Reputation: 1862
I found Greg Reda's blog post about scraping HTML from nba.com:
http://www.gregreda.com/2015/02/15/web-scraping-finding-the-api/
I tried to work with the code he wrote there:
import requests
import json
url = 'http://stats.nba.com/stats/leaguedashteamshotlocations?Conference=&DateFr' + \
'om=&DateTo=&DistanceRange=By+Zone&Division=&GameScope=&GameSegment=&LastN' + \
'Games=0&LeagueID=00&Location=&MeasureType=Opponent&Month=0&OpponentTeamID' + \
'=0&Outcome=&PORound=0&PaceAdjust=N&PerMode=PerGame&Period=0&PlayerExperien' + \
'ce=&PlayerPosition=&PlusMinus=N&Rank=N&Season=2014-15&SeasonSegment=&Seas' + \
'onType=Regular+Season&ShotClockRange=&StarterBench=&TeamID=0&VsConference=&VsDivision='
response = requests.get(url)
response.raise_for_status()
shots = response.json()['resultSets']['rowSet']

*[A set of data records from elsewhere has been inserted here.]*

//! Diesel row models for task persistence.

use super::schema::tasks;
use chrono::{DateTime, Utc};
use diesel::prelude::*;

/// Query result row for task records.
#[derive(Debug, Clone, Queryable, Selectable)]
#[diesel(table_name = tasks)]
#[diesel(check_for_backend(diesel::pg::Pg))]
pub struct TaskRow {
    /// Storage-assigned identifier.
    pub id: i64,
    /// Task title.
    pub title: String,
    /// Optional description.
    pub description: Option<String>,
    /// Workflow status.
    pub status: String,
    /// Priority label.
    pub priority: String,
    /// Remote resource identifier.
    pub external_id: Option<i64>,
    /// Serialized enrichment snapshot.
    pub external_api_data: Option<String>,
    /// Owner tag.
    pub user_id: Option<String>,
    /// Creation timestamp.
    pub created_at: DateTime<Utc>,
    /// Last update timestamp.
    pub updated_at: DateTime<Utc>,
    /// Completion timestamp.
    pub completed_at: Option<DateTime<Utc>>,
}

/// Insert model for task records; the identifier comes from the sequence.
#[derive(Debug, Clone, Insertable)]
#[diesel(table_name = tasks)]
pub struct NewTaskRow {
    /// Task title.
    pub title: String,
    /// Optional description.
    pub description: Option<String>,
    /// Workflow status.
    pub status: String,
    /// Priority label.
    pub priority: String,
    /// Remote resource identifier.
    pub external_id: Option<i64>,
    /// Serialized enrichment snapshot.
    pub external_api_data: Option<String>,
    /// Owner tag.
    pub user_id: Option<String>,
    /// Creation timestamp.
    pub created_at: DateTime<Utc>,
    /// Initial update timestamp.
    pub updated_at: DateTime<Utc>,
}

/// Changeset for updates.
///
/// An outer `None` leaves the column untouched; `Some(None)` writes `NULL`.
#[derive(Debug, Clone, AsChangeset)]
#[diesel(table_name = tasks)]
#[expect(
    clippy::option_option,
    reason = "outer None skips the column while Some(None) writes NULL"
)]
pub struct TaskChangeset {
    /// Task title.
    pub title: Option<String>,
    /// Optional description.
    pub description: Option<Option<String>>,
    /// Workflow status.
    pub status: Option<String>,
    /// Priority label.
    pub priority: Option<String>,
    /// Owner tag.
    pub user_id: Option<Option<String>>,
    /// Last update timestamp; always written.
    pub updated_at: DateTime<Utc>,
    /// Completion timestamp.
    pub completed_at: Option<Option<DateTime<Utc>>>,
}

avg_percentage = shots['OPP_FG_PCT']
print(avg_percentage)
But it returns:
Traceback (most recent call last):
File "C:\Python34\nba.py", line 91, in <module>
avg_percentage = shots['OPP_FG_PCT']
TypeError: list indices must be integers, not str
I know only basic Python so I couldn't figure out how to get a list of integers from the data. Can anybody explain?
Upvotes: 2
Views: 2213
Reputation: 12239
Evidently the data structure has changed since Greg Reda wrote that post. Before exploring the data, I recommend that you save it to a file via pickling. That way you don't have to keep hitting the NBA server and waiting for a download each time you modify and rerun the script.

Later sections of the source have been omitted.